ACTION ITEM
Across the records below, how many lines contain the string "Result"? Give the number by itself.

PROVIDED DATA
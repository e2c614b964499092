use std::collections::BTreeSet;

/// Trim, drop blanks, deduplicate and sort exercise names.
///
/// Ordering is plain ordinal string order with no case folding, so "Squat"
/// and "squat" are kept as two entries.
pub fn normalize_names<I, S>(names: I) -> Vec<String>
where
    I: IntoIterator<Item = S>,
    S: AsRef<str>,
{
    names
        .into_iter()
        .filter_map(|name| {
            let trimmed = name.as_ref().trim();
            (!trimmed.is_empty()).then(|| trimmed.to_string())
        })
        .collect::<BTreeSet<_>>()
        .into_iter()
        .collect()
}
//! Persistence port for small client-side state.
//!
//! `KeyValueStore` is the get/set-by-key seam the catalog resolver and the
//! workout log write through. Values are JSON text.
//! - `MemoryStore`: in-process, for tests
//! - `JsonFileStore`: one file per key under the data directory

pub mod file;
pub mod memory;

pub use file::JsonFileStore;
pub use memory::MemoryStore;

use anyhow::Result;

/// Synchronous key-value persistence.
pub trait KeyValueStore: Send + Sync {
    fn get(&self, key: &str) -> Result<Option<String>>;

    fn set(&self, key: &str, value: &str) -> Result<()>;

    /// Remove a key. Returns whether it existed.
    fn remove(&self, key: &str) -> Result<bool>;
}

ANSWER BOX
4